Included in death’s haul late last month were a very old man — Paul Fussell — and a very young woman — Marina Keegan. Fussell, a literary and cultural historian, was most recently a professor of English at the University of Pennsylvania; Keegan was a very recent Yale graduate and writer whose final Yale Daily News column has circulated widely online.

Fussell specialized in eighteenth-century British poetry, but achieved broader recognition through his twentieth-century books like Class: A Guide through the American Status System (1992), Abroad: British Literary Traveling Between the Wars (1980), and especially his breakout The Great War and Modern Memory (1975). This last book traces the literature read and produced by British soldiers who fought in World War I, including, most famously, Siegfried Sassoon, Wilfred Owen, Robert Graves, and Edmund Blunden.

The Great War argues primarily, though by no means exclusively, that World War I shocked British literature (and the British) out of its long affair with Romanticism and into the ironic grounding that would come to define modernity. The war’s horrors were so great, so unprecedented, that literary language could only approach them at an ironic slant, never head-on — so great that all the old war-words like “glory” and “honor” lost their nineteenth-century meanings.

Fussell’s tome is hardly modest.

But the passage of The Great War that sticks with me is not its most sweeping; indeed, it concerns flowers. Poppies, to be specific. As Fussell notes, these blood-red blooms had attained a “ripe traditional symbolism in English writing” (including an association with homoeroticism) by the time Archduke Ferdinand was assassinated in 1914. Poppies have long stood in for sleep, oblivion, and death. Conveniently enough, poppies also proliferate in the fields of Flanders where many thousands of World War I soldiers died, as described so famously in John McCrae’s “In Flanders Fields” (a poem that Fussell delightfully skewers for its flat propagandism).

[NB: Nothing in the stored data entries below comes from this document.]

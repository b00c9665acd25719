// Copyright (c) 2025 Felix Kahle.
//
// Permission is hereby granted, free of charge, to any person obtaining
// a copy of this software and associated documentation files (the
// "Software"), to deal in the Software without restriction, including
// without limitation the rights to use, copy, modify, merge, publish,
// distribute, sublicense, and/or sell copies of the Software, and to
// permit persons to whom the Software is furnished to do so, subject to
// the following conditions:
//
// The above copyright notice and this permission notice shall be
// included in all copies or substantial portions of the Software.
//
// THE SOFTWARE IS PROVIDED "AS IS", WITHOUT WARRANTY OF ANY KIND,
// EXPRESS OR IMPLIED, INCLUDING BUT NOT LIMITED TO THE WARRANTIES OF
// MERCHANTABILITY, FITNESS FOR A PARTICULAR PURPOSE AND
// NONINFRINGEMENT. IN NO EVENT SHALL THE AUTHORS OR COPYRIGHT HOLDERS BE
// LIABLE FOR ANY CLAIM, DAMAGES OR OTHER LIABILITY, WHETHER IN AN ACTION
// OF CONTRACT, TORT OR OTHERWISE, ARISING FROM, OUT OF OR IN CONNECTION
// WITH THE SOFTWARE OR THE USE OR OTHER DEALINGS IN THE SOFTWARE.

//! The complement index: the gaps between the entries of a positive index.
//!
//! Nothing is materialized. A gap entry is produced from a positive entry and
//! the upper bound of its predecessor (ascending) or the lower bound of its
//! successor (descending); the neighbor on the seeked side is resolved with a
//! single probe before iteration starts. Interior gaps are never empty by the
//! disjointness of the positive entries, so only the leading gap (down to the
//! start of the line), the trailing gap (up to its end), and the whole-line
//! gap of an empty positive index need emptiness checks.

use crate::map::{void_window, CutMap, Entry};
use spanset_core::cut::Cut;
use spanset_core::range::Range;

/// The gaps of a positive index, keyed by gap lower bound.
#[derive(Clone, Copy, Debug)]
pub struct GapIndex<M> {
    positive: M,
}

impl<M> GapIndex<M> {
    pub(crate) fn new(positive: M) -> Self {
        Self { positive }
    }
}

impl<T: Ord + Clone, M: CutMap<T>> CutMap<T> for GapIndex<M> {
    type Entries = GapEntries<T, M::Entries>;

    fn entries(&self, window: &Range<Cut<T>>) -> Self::Entries {
        if window.is_empty() {
            return GapEntries::exhausted(self.positive.entries(&void_window()));
        }
        let (neighbor, inner) = match window.lower_bound() {
            Cut::BelowAll => (None, self.positive.iter()),
            Cut::BelowValue(from) | Cut::AboveValue(from) => (
                // The predecessor's upper bound opens the first candidate gap.
                self.positive
                    .lower_entry(from)
                    .map(|(_, range)| range.upper_bound().clone()),
                self.positive.entries(&Range::at_least(from.clone())),
            ),
            Cut::AboveAll => {
                return GapEntries::exhausted(self.positive.entries(&void_window()));
            }
        };
        GapEntries::new(inner, window.clone(), neighbor, false)
    }

    fn entries_desc(&self, window: &Range<Cut<T>>) -> Self::Entries {
        if window.is_empty() {
            return GapEntries::exhausted(self.positive.entries(&void_window()));
        }
        let (neighbor, inner) = match window.upper_bound() {
            Cut::AboveAll => (None, self.positive.iter_desc()),
            Cut::AboveValue(to) | Cut::BelowValue(to) => {
                // Find the first positive entry ending strictly above `to`;
                // its lower bound closes the first candidate gap.
                let successor = match self.positive.floor_entry(to) {
                    Some((key, range)) if *range.upper_bound() > *to => Some((key, range)),
                    _ => self.positive.higher_entry(to),
                };
                match successor {
                    Some((key, range)) => (
                        Some(range.lower_bound().clone()),
                        self.positive.entries_desc(&Range::less_than(key)),
                    ),
                    None => (None, self.positive.iter_desc()),
                }
            }
            Cut::BelowAll => {
                return GapEntries::exhausted(self.positive.entries(&void_window()));
            }
        };
        GapEntries::new(inner, window.clone(), neighbor, true)
    }
}

/// Lazy gap stream over a positive entry stream.
pub struct GapEntries<T: Ord + Clone, I> {
    inner: I,
    window: Range<Cut<T>>,
    /// Ascending: the upper bound of the previous positive entry.
    /// Descending: the lower bound of the next positive entry.
    /// `None` before the first (resp. after the last) positive entry.
    neighbor: Option<Cut<T>>,
    descending: bool,
    finished: bool,
}

impl<T: Ord + Clone, I> GapEntries<T, I> {
    fn new(inner: I, window: Range<Cut<T>>, neighbor: Option<Cut<T>>, descending: bool) -> Self {
        Self {
            inner,
            window,
            neighbor,
            descending,
            finished: false,
        }
    }

    fn exhausted(inner: I) -> Self {
        Self {
            inner,
            window: void_window(),
            neighbor: None,
            descending: false,
            finished: true,
        }
    }

    /// Whether `key` lies beyond the window in the direction of travel.
    fn past_window(&self, key: &Cut<T>) -> bool {
        if self.descending {
            !self.window.lower_bound().is_less_than(key)
        } else {
            self.window.upper_bound().is_less_than(key)
        }
    }
}

impl<T: Ord + Clone, I: Iterator<Item = Entry<T>>> Iterator for GapEntries<T, I> {
    type Item = Entry<T>;

    fn next(&mut self) -> Option<Entry<T>> {
        while !self.finished {
            let gap = match self.inner.next() {
                Some((_, range)) => {
                    if self.descending {
                        let upper = self
                            .neighbor
                            .replace(range.lower_bound().clone())
                            .unwrap_or(Cut::AboveAll);
                        Range::from_cuts(range.upper_bound().clone(), upper)
                    } else {
                        let lower = self
                            .neighbor
                            .replace(range.upper_bound().clone())
                            .unwrap_or(Cut::BelowAll);
                        Range::from_cuts(lower, range.lower_bound().clone())
                    }
                }
                None => {
                    // The boundary gap; covers the whole line when the
                    // positive index was empty.
                    self.finished = true;
                    if self.descending {
                        let upper = self.neighbor.take().unwrap_or(Cut::AboveAll);
                        Range::from_cuts(Cut::BelowAll, upper)
                    } else {
                        let lower = self.neighbor.take().unwrap_or(Cut::BelowAll);
                        Range::from_cuts(lower, Cut::AboveAll)
                    }
                }
            };
            if gap.is_empty() {
                continue;
            }
            let key = gap.lower_bound().clone();
            if self.window.contains(&key) {
                return Some((key, gap));
            }
            // Keys run monotonically, so the first key past the far edge of
            // the window ends the stream.
            if self.past_window(&key) {
                self.finished = true;
            }
        }
        None
    }
}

It’s hardly surprising, then, that poppies became a symbol for World War I casualties, and Fussell is more accepting of works that deploy the flower’s literary power with some subtlety. Poppies are appropriately blood-colored; they are supposedly fed by the dead bodies buried beneath them; in Isaac Rosenberg’s “Break of Day in the Trenches” — the greatest World War I poem, in Fussell’s view — poppies’ “roots are in man’s veins.”

Fussell writes: “Pastoral has always been a favored mode for elegy, whether general or personal, because pastoral contains perennial flowers, and perennials betoken immortality.”

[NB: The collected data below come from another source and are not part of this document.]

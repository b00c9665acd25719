// Copyright (c) 2025 Felix Kahle.
//
// Permission is hereby granted, free of charge, to any person obtaining
// a copy of this software and associated documentation files (the
// "Software"), to deal in the Software without restriction, including
// without limitation the rights to use, copy, modify, merge, publish,
// distribute, sublicense, and/or sell copies of the Software, and to
// permit persons to whom the Software is furnished to do so, subject to
// the following conditions:
//
// The above copyright notice and this permission notice shall be
// included in all copies or substantial portions of the Software.
//
// THE SOFTWARE IS PROVIDED "AS IS", WITHOUT WARRANTY OF ANY KIND,
// EXPRESS OR IMPLIED, INCLUDING BUT NOT LIMITED TO THE WARRANTIES OF
// MERCHANTABILITY, FITNESS FOR A PARTICULAR PURPOSE AND
// NONINFRINGEMENT. IN NO EVENT SHALL THE AUTHORS OR COPYRIGHT HOLDERS BE
// LIABLE FOR ANY CLAIM, DAMAGES OR OTHER LIABILITY, WHETHER IN AN ACTION
// OF CONTRACT, TORT OR OTHERWISE, ARISING FROM, OUT OF OR IN CONNECTION
// WITH THE SOFTWARE OR THE USE OR OTHER DEALINGS IN THE SOFTWARE.

//! The by-upper-bound index: the primary storage re-keyed by upper cut.
//!
//! Stored ranges are pairwise disconnected, so ascending order by upper
//! bound coincides with ascending order by lower bound. A window over upper
//! cuts therefore maps to a contiguous key scan: only the single range that
//! straddles the window start needs a predecessor probe, and at most one
//! scanned entry per edge falls outside the window and is filtered.

use crate::map::{CutMap, Entries};
use spanset_core::cut::Cut;
use spanset_core::range::Range;
use std::collections::BTreeMap;
use std::ops::Bound;

/// A borrow of the primary storage keyed by each range's upper bound.
#[derive(Clone, Copy, Debug)]
pub struct UpperIndex<'a, T: Ord + Clone> {
    ranges: &'a BTreeMap<Cut<T>, Range<T>>,
}

impl<'a, T: Ord + Clone> UpperIndex<'a, T> {
    pub(crate) fn new(ranges: &'a BTreeMap<Cut<T>, Range<T>>) -> Self {
        Self { ranges }
    }

    fn scan(&self, window: &Range<Cut<T>>, reverse: bool) -> Entries<'a, T> {
        if window.is_empty() {
            return Box::new(std::iter::empty());
        }
        let start: Bound<Cut<T>> = match window.lower_bound() {
            Cut::BelowAll => Bound::Unbounded,
            Cut::BelowValue(from) | Cut::AboveValue(from) => {
                // The only candidate below `from` is its predecessor by lower
                // bound; everything earlier ends before that predecessor starts.
                match self.ranges.range(..from).next_back() {
                    Some((key, _)) => Bound::Included(key.clone()),
                    None => Bound::Unbounded,
                }
            }
            Cut::AboveAll => return Box::new(std::iter::empty()),
        };
        let end: Bound<Cut<T>> = match window.upper_bound() {
            Cut::AboveAll => Bound::Unbounded,
            // An upper bound of `to` can only come from a range starting
            // strictly below `to`.
            Cut::AboveValue(to) | Cut::BelowValue(to) => Bound::Excluded(to.clone()),
            Cut::BelowAll => return Box::new(std::iter::empty()),
        };
        let window = window.clone();
        let entries = self
            .ranges
            .range((start, end))
            .map(|(_, range)| (range.upper_bound().clone(), range.clone()))
            .filter(move |(key, _)| window.contains(key));
        if reverse {
            Box::new(entries.rev())
        } else {
            Box::new(entries)
        }
    }
}

impl<'a, T: Ord + Clone> CutMap<T> for UpperIndex<'a, T> {
    type Entries = Entries<'a, T>;

    fn entries(&self, window: &Range<Cut<T>>) -> Self::Entries {
        self.scan(window, false)
    }

    fn entries_desc(&self, window: &Range<Cut<T>>) -> Self::Entries {
        self.scan(window, true)
    }
}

For all his excellent poppy work, Fussell never alights on a specific aspect of the flower that, for me, pinpoints the incomprehensibility of an end like Marina Keegan’s (Fussell’s death, at 88, is easier to understand than hers at 22). I didn’t know Keegan, but can’t stop feeling sad about her death.

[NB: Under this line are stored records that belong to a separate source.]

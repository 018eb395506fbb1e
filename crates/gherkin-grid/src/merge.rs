//! Paste-merge of an incoming block into an existing grid.
//!
//! The existing grid is written first and the incoming block second, so
//! pasted cells always overwrite what was there. The output grows to fit
//! both; cells neither grid reaches come out blank.

use tracing::debug;

use crate::{Coordinate, Grid};

/// Where the top-left cell of a pasted block lands.
#[cfg_attr(feature = "serde", derive(serde::Serialize))]
#[derive(Debug, Clone, Copy, PartialEq, Eq)]
pub enum PasteTarget {
    /// Insert the block as new columns left of the table, starting at `row`.
    /// Every existing column moves right by the block's width.
    LeftOfTable {
        /// Row receiving the block's first line.
        row: usize,
    },
    /// Overlay the block with its top-left cell at this coordinate.
    At(Coordinate),
}

impl PasteTarget {
    /// The grid coordinate holding the block's top-left cell after merging.
    #[must_use]
    pub const fn anchor(&self) -> Coordinate {
        match *self {
            Self::LeftOfTable { row } => Coordinate::new(0, row),
            Self::At(at) => at,
        }
    }
}

/// A merge output cell: either written by one of the grids or still blank.
#[derive(Debug, Clone, PartialEq, Eq)]
enum Slot {
    Unwritten,
    Written(String),
}

impl Slot {
    fn into_text(self) -> String {
        match self {
            Self::Unwritten => String::new(),
            Self::Written(text) => text,
        }
    }
}

/// Merge `added` into `actual` so that `added`'s first cell lands on
/// `target`.
///
/// # Examples
/// ```
/// use gherkin_grid::{Coordinate, Grid, PasteTarget, merge};
/// let actual: Grid = [["a", "b"], ["c", "d"]].into_iter().collect();
/// let added = Grid::from_delimited_text("x\ty\n");
/// let merged = merge(&actual, &added, PasteTarget::At(Coordinate::new(0, 2)));
/// let expected: Grid = [["a", "b"], ["c", "d"], ["x", "y"]].into_iter().collect();
/// assert_eq!(merged, expected);
/// ```
#[must_use]
pub fn merge(actual: &Grid, added: &Grid, target: PasteTarget) -> Grid {
    let (width, actual_origin, added_origin) = match target {
        PasteTarget::LeftOfTable { row } => (
            added.column_count() + actual.column_count(),
            Coordinate::new(added.column_count(), 0),
            Coordinate::new(0, row),
        ),
        PasteTarget::At(at) => (
            (at.x + added.column_count()).max(actual.column_count()),
            Coordinate::default(),
            at,
        ),
    };
    let height = (added_origin.y + added.row_count()).max(actual.row_count());
    debug!(width, height, ?target, "merging pasted block");

    let mut slots = vec![vec![Slot::Unwritten; width.max(1)]; height.max(1)];
    feed(&mut slots, actual, actual_origin);
    feed(&mut slots, added, added_origin);

    Grid::from_rows(
        slots
            .into_iter()
            .map(|row| row.into_iter().map(Slot::into_text).collect())
            .collect(),
    )
}

fn feed(slots: &mut [Vec<Slot>], cells: &Grid, origin: Coordinate) {
    for (y, row) in cells.rows().iter().enumerate() {
        let Some(target_row) = slots.get_mut(origin.y + y) else {
            continue;
        };
        for (x, cell) in row.iter().enumerate() {
            if let Some(slot) = target_row.get_mut(origin.x + x) {
                *slot = Slot::Written(cell.clone());
            }
        }
    }
}

#[cfg(test)]
mod tests {
    use rstest::rstest;

    use super::*;

    fn grid<const W: usize, const H: usize>(rows: [[&str; W]; H]) -> Grid {
        rows.into_iter().collect()
    }

    #[test]
    fn empty_block_leaves_the_grid_unchanged() {
        let actual = grid([["a", "b"], ["c", "d"]]);
        for at in [Coordinate::new(0, 0), Coordinate::new(1, 1)] {
            assert_eq!(merge(&actual, &Grid::default(), PasteTarget::At(at)), actual);
        }
    }

    #[rstest]
    #[case(0, 0)]
    #[case(1, 0)]
    #[case(2, 1)]
    fn single_cell_overwrites_only_its_target(#[case] x: usize, #[case] y: usize) {
        let actual = grid([["a", "b", "c"], ["d", "e", "f"]]);
        let merged = merge(&actual, &grid([["X"]]), PasteTarget::At(Coordinate::new(x, y)));
        assert_eq!(merged.column_count(), 3);
        assert_eq!(merged.row_count(), 2);
        for (ry, row) in merged.rows().iter().enumerate() {
            for (rx, cell) in row.iter().enumerate() {
                let at = Coordinate::new(rx, ry);
                let expected = if (rx, ry) == (x, y) { Some("X") } else { actual.cell(at) };
                assert_eq!(Some(cell.as_str()), expected);
            }
        }
    }

    #[test]
    fn grows_past_the_bottom_right_corner() {
        let actual = grid([["a", "b"], ["c", "d"]]);
        let block = grid([["1", "2"], ["3", "4"]]);
        let merged = merge(&actual, &block, PasteTarget::At(Coordinate::new(2, 2)));
        let expected = grid([
            ["a", "b", "", ""],
            ["c", "d", "", ""],
            ["", "", "1", "2"],
            ["", "", "3", "4"],
        ]);
        assert_eq!(merged, expected);
    }

    #[test]
    fn left_insert_shifts_existing_columns_right() {
        let actual = grid([["NAF", "Ready", "Details"], ["78", "Yes", ""], ["79", "No", "D2"]]);
        let block = grid([["NAF", "Ready"], ["78", "Yes"], ["79", "No"]]);
        let merged = merge(&actual, &block, PasteTarget::LeftOfTable { row: 0 });
        let expected = grid([
            ["NAF", "Ready", "NAF", "Ready", "Details"],
            ["78", "Yes", "78", "Yes", ""],
            ["79", "No", "79", "No", "D2"],
        ]);
        assert_eq!(merged, expected);
    }

    #[test]
    fn left_insert_below_the_header_pads_the_new_columns() {
        let actual = grid([["a"], ["b"]]);
        let merged = merge(&actual, &grid([["x", "y"]]), PasteTarget::LeftOfTable { row: 1 });
        assert_eq!(merged, grid([["", "", "a"], ["x", "y", "b"]]));
    }

    #[test]
    fn paste_wins_over_existing_cells_and_extends_rows() {
        let actual = grid([["Title", "Size"], ["A", "22"], ["C", "144"]]);
        let block = grid([["NAF", "Ready"], ["78", "Yes"], ["79", "No"]]);
        let merged = merge(&actual, &block, PasteTarget::At(Coordinate::new(1, 0)));
        assert_eq!(
            merged,
            grid([["Title", "NAF", "Ready"], ["A", "78", "Yes"], ["C", "79", "No"]])
        );
    }

    #[test]
    fn two_empty_grids_merge_to_a_single_blank_cell() {
        let merged = merge(&Grid::default(), &Grid::default(), PasteTarget::At(Coordinate::default()));
        assert_eq!(merged, Grid::single_empty());
    }

    #[test]
    fn anchor_of_left_insert_is_the_first_column() {
        assert_eq!(
            PasteTarget::LeftOfTable { row: 3 }.anchor(),
            Coordinate::new(0, 3)
        );
    }
}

So, poppies: I have to report an experience I had while studying abroad in France during college. I lived in a small medieval city surrounded by Cezanne-scapes of lime cliffs, olive groves, vineyards — the Provencal works. Walks to the countryside became a daily ritual. In May, the poppies bloomed gorgeously, and I giddily plucked a bouquet to take back to my apartment. But by the time I reached town, the spaghetti-thin poppy stems drooped over my fingers; the once-red poppy petals had shriveled to black. Poppies, as it happens, can’t be transported.

To put it another way, I couldn’t have poppies on my own terms. I had to go to them, and should have left them where they were. Death remains in the poppy fields, away from the homes to which we inevitably return, impossible to assimilate in our minds.

There is no “understanding” the death of Keegan, which captured national attention due to its timing and to Keegan’s remarkable accomplishments, including her commencement column.  Her evident talent suggests we would all have been reading her stories and books on short order (indeed, I read and shared her November 2011 New York Times article). There is no salve, though, in pondering what Keegan’s life might have been; there is only the acknowledgment of a lack.

(“Captured national attention” — “remarkable accomplishments” — “evident talent” — “short order” — precisely, Fussell might say: when trying to describe the unimaginable, bald cliché sometimes seems like the only option.)